**THE TASK**
When the line containing "repository 9386a58b1fcaed36" appears in the entries below, begin printing there and stop after the line containing "filled from their"; print each of those lines exactly and no other line.
DATA SHOWN Start Marker
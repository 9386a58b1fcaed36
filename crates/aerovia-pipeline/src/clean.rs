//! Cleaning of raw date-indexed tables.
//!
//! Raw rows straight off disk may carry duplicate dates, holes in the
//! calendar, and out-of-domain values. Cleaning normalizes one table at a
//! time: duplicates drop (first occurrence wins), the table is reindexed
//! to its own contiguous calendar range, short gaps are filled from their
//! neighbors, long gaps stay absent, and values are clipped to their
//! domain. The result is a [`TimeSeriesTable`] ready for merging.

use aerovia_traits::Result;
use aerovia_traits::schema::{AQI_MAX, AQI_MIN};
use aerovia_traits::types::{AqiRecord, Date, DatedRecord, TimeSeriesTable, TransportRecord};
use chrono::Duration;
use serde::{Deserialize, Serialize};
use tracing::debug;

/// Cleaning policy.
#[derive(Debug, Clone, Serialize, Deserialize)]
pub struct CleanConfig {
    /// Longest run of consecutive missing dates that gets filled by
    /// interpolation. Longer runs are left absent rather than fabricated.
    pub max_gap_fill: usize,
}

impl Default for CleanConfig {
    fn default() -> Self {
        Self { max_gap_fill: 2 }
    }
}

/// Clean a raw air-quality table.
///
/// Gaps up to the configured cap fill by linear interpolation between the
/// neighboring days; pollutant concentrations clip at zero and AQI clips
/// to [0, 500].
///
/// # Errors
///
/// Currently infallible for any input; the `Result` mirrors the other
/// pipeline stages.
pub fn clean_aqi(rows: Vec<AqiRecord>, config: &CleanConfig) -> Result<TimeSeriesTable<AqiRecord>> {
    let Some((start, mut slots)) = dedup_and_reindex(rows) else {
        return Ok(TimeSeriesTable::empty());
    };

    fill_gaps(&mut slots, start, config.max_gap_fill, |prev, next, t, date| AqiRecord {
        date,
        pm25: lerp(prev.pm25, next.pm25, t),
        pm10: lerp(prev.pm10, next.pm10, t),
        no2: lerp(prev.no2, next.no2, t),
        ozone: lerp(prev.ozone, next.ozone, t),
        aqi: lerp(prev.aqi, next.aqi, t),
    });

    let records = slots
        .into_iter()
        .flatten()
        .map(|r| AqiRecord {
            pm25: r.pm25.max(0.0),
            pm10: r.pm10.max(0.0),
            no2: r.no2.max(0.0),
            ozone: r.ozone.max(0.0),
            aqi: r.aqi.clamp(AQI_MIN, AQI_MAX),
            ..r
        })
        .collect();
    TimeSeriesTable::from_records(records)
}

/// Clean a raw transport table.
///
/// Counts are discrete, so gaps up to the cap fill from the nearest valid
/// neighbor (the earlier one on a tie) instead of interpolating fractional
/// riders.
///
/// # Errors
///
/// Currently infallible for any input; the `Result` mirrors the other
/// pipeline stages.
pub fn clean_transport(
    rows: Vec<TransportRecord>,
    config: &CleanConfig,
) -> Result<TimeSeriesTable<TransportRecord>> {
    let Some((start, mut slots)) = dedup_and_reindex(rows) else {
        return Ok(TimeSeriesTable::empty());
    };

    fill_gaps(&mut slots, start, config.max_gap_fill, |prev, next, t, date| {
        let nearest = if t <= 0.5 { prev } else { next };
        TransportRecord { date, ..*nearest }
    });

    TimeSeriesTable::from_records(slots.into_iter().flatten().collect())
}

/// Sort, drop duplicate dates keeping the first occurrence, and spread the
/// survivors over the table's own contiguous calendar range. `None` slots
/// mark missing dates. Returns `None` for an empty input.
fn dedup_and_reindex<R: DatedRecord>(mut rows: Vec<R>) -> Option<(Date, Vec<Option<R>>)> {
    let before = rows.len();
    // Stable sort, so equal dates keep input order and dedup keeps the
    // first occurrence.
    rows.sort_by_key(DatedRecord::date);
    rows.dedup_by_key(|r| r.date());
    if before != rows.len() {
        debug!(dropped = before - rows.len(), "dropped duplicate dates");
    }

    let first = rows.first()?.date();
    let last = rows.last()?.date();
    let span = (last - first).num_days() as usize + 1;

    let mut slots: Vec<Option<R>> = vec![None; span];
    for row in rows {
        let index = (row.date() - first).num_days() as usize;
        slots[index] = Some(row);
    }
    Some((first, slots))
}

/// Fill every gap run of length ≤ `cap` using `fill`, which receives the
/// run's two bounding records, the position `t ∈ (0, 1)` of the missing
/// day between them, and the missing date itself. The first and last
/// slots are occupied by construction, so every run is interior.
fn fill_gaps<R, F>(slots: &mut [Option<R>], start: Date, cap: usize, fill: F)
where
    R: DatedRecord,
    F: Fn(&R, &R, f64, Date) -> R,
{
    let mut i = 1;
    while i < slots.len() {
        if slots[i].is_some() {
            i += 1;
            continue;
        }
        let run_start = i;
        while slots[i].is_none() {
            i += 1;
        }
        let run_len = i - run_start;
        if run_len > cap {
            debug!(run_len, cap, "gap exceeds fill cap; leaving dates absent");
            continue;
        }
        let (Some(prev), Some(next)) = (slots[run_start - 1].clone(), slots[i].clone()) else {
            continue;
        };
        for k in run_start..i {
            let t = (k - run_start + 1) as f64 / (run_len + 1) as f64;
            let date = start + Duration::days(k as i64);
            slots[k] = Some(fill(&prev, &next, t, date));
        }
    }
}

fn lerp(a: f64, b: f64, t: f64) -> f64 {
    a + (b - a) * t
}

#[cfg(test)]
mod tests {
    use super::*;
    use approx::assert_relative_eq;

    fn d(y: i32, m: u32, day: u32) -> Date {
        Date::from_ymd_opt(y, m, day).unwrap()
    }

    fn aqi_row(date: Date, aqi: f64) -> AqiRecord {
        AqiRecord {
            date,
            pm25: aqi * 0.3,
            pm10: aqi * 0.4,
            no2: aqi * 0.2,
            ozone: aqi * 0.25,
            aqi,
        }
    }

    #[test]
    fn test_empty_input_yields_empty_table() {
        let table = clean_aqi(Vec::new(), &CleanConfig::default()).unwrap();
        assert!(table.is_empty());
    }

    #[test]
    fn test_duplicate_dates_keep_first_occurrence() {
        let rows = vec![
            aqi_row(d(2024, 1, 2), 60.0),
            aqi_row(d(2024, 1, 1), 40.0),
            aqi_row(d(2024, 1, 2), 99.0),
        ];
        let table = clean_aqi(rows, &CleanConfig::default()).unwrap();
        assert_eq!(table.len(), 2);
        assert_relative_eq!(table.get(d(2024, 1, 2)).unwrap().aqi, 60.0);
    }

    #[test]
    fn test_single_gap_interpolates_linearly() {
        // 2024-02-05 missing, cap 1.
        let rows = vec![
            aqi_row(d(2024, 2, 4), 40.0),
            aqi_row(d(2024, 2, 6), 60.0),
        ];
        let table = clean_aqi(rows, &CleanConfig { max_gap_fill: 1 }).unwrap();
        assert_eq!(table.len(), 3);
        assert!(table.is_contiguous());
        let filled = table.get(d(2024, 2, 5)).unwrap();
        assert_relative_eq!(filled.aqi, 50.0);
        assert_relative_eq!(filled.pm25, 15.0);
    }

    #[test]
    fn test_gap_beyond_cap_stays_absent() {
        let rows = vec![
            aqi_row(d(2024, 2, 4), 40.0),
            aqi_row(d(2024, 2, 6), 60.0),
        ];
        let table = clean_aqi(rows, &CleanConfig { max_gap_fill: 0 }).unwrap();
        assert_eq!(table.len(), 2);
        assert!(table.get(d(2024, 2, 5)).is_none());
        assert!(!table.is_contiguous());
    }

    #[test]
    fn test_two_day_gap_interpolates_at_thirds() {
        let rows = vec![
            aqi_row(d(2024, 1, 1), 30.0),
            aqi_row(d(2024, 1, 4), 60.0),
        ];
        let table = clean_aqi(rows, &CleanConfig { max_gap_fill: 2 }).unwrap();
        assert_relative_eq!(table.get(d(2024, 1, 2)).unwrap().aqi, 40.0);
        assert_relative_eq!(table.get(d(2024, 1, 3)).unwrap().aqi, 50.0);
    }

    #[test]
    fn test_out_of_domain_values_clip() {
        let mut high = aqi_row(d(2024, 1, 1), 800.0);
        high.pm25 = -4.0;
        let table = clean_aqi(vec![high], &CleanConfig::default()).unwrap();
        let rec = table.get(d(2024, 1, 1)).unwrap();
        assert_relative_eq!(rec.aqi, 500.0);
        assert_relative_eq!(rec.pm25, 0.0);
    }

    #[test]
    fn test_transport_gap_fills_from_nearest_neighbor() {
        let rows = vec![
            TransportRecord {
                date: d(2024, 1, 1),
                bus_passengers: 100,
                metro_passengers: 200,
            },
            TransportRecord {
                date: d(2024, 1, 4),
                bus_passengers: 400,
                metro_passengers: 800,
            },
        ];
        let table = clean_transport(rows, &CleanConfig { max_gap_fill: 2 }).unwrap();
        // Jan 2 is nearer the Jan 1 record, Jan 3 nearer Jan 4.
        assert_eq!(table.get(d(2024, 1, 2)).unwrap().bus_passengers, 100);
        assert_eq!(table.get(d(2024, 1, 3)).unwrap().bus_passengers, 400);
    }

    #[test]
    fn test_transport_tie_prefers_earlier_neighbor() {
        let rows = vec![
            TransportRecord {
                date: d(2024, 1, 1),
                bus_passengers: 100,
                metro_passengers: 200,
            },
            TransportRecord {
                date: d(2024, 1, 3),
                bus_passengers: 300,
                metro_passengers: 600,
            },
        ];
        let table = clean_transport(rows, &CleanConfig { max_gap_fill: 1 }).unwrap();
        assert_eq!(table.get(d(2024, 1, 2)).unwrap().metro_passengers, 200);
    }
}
DATA SHOWN End Marker
DATA SHOWN Start Marker
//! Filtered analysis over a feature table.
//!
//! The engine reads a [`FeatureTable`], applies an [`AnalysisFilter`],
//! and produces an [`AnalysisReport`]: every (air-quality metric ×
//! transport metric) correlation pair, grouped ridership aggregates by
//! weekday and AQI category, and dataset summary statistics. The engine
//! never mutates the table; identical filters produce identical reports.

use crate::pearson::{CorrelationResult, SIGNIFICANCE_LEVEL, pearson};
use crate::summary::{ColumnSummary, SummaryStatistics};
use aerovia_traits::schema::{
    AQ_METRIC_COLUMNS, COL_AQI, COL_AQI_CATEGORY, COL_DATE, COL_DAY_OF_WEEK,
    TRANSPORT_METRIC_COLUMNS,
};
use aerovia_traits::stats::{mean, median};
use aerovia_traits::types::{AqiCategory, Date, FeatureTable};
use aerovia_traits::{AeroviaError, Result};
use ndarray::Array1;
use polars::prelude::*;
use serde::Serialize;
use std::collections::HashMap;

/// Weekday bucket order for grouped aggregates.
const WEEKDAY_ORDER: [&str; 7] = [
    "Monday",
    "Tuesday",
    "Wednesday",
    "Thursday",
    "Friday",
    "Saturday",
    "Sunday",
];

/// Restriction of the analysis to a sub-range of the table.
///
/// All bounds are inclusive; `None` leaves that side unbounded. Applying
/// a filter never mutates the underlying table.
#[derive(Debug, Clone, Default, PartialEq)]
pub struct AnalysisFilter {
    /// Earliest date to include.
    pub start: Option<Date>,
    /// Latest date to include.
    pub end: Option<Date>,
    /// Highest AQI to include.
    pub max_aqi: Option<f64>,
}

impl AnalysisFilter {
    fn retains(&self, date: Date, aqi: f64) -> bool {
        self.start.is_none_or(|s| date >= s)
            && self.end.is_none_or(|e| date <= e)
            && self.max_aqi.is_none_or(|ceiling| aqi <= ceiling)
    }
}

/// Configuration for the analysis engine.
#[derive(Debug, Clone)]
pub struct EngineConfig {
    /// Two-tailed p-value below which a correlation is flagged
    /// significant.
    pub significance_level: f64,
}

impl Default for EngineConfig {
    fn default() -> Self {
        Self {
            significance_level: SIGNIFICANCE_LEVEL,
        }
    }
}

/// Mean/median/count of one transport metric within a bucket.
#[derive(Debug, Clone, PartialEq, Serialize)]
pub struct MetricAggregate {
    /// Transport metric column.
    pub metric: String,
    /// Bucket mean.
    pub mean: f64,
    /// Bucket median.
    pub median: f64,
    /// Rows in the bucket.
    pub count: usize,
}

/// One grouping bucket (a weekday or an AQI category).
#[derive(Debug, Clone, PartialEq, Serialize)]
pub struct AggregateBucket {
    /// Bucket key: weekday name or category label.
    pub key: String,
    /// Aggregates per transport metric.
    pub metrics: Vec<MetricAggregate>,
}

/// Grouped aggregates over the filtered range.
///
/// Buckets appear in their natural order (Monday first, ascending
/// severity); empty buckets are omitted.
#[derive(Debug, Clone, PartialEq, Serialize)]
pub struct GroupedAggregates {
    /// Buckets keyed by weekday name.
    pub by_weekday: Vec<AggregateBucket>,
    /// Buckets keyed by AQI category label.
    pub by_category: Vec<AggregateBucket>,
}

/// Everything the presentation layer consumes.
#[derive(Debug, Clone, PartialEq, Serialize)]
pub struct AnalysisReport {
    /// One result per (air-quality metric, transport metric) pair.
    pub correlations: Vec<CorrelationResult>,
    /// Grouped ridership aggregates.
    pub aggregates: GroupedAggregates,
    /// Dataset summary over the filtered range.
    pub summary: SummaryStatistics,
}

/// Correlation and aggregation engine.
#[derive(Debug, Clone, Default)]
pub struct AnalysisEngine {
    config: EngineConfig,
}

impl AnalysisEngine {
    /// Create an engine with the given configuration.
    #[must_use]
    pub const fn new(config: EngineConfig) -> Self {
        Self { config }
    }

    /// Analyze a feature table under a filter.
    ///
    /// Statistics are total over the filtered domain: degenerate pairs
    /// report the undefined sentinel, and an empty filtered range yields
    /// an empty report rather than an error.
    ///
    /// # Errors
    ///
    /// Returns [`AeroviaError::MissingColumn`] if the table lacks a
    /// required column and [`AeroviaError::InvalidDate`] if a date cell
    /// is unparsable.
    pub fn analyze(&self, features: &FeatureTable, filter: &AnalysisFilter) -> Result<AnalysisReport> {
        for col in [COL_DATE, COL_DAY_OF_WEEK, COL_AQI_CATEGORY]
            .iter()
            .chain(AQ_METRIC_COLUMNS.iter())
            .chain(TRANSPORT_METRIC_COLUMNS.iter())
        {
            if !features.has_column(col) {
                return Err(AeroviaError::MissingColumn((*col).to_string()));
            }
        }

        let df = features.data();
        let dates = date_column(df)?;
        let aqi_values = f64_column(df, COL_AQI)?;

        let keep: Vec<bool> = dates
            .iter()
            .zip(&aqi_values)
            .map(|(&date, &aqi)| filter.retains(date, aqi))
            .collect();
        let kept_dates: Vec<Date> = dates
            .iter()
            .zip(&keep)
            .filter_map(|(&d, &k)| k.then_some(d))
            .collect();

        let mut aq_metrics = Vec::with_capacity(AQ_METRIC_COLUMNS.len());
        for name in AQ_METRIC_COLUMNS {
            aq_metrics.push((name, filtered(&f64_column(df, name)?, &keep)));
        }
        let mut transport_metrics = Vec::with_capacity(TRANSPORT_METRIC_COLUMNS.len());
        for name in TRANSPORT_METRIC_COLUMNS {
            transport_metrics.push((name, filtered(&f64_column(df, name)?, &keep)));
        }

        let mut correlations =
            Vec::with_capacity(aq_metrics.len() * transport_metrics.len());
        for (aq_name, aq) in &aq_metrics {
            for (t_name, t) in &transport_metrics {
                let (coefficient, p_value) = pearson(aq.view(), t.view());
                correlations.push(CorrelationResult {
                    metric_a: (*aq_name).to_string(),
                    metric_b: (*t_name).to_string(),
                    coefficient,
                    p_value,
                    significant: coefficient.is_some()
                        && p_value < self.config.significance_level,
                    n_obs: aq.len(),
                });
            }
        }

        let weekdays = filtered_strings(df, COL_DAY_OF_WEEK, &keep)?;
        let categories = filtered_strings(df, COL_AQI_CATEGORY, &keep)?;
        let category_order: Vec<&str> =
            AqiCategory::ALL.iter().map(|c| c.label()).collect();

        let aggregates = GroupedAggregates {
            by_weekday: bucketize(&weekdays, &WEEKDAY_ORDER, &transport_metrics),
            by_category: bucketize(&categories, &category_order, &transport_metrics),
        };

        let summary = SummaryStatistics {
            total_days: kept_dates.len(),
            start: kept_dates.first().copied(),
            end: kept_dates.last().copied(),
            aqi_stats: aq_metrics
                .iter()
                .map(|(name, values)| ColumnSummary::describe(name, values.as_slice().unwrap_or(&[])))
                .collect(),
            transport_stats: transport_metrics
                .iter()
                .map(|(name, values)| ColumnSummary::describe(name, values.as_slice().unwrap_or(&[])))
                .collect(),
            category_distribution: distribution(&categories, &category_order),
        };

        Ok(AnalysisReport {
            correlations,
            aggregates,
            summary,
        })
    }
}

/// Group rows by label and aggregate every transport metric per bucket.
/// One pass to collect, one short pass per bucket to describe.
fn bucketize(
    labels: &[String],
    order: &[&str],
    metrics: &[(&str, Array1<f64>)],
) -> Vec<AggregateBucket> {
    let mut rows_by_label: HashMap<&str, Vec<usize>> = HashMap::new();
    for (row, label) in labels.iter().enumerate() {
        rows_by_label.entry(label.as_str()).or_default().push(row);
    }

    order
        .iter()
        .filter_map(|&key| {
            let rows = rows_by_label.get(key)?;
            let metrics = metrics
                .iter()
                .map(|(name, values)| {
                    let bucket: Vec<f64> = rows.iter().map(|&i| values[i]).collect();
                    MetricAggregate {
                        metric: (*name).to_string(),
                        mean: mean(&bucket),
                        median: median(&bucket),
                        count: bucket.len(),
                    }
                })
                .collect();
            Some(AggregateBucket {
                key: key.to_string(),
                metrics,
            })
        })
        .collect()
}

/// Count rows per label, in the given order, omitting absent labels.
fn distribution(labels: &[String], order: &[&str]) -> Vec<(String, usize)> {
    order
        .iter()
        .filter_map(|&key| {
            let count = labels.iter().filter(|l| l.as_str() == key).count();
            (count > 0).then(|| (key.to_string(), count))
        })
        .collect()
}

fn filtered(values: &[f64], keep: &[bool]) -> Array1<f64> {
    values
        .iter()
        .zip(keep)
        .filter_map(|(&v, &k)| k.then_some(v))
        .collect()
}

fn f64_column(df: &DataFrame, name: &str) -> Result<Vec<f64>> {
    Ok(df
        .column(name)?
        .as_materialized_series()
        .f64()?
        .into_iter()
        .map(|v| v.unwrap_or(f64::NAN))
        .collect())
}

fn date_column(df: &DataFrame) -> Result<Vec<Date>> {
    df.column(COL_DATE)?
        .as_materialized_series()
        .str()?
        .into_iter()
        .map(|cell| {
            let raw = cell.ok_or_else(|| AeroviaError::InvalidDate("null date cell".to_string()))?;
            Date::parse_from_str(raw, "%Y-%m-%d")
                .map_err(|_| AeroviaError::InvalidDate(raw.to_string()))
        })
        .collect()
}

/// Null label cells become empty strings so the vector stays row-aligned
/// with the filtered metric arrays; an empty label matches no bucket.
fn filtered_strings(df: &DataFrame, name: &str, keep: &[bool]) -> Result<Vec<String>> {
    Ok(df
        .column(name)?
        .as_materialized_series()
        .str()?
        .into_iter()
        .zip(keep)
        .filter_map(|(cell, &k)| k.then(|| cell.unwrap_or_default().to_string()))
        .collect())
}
DATA SHOWN End Marker
**EXPECTED ANSWER**
repository 9386a58b1fcaed36
filename crates/aerovia-pipeline/src/clean.rs
//! Cleaning of raw date-indexed tables.
//!
//! Raw rows straight off disk may carry duplicate dates, holes in the
//! calendar, and out-of-domain values. Cleaning normalizes one table at a
//! time: duplicates drop (first occurrence wins), the table is reindexed
//! to its own contiguous calendar range, short gaps are filled from their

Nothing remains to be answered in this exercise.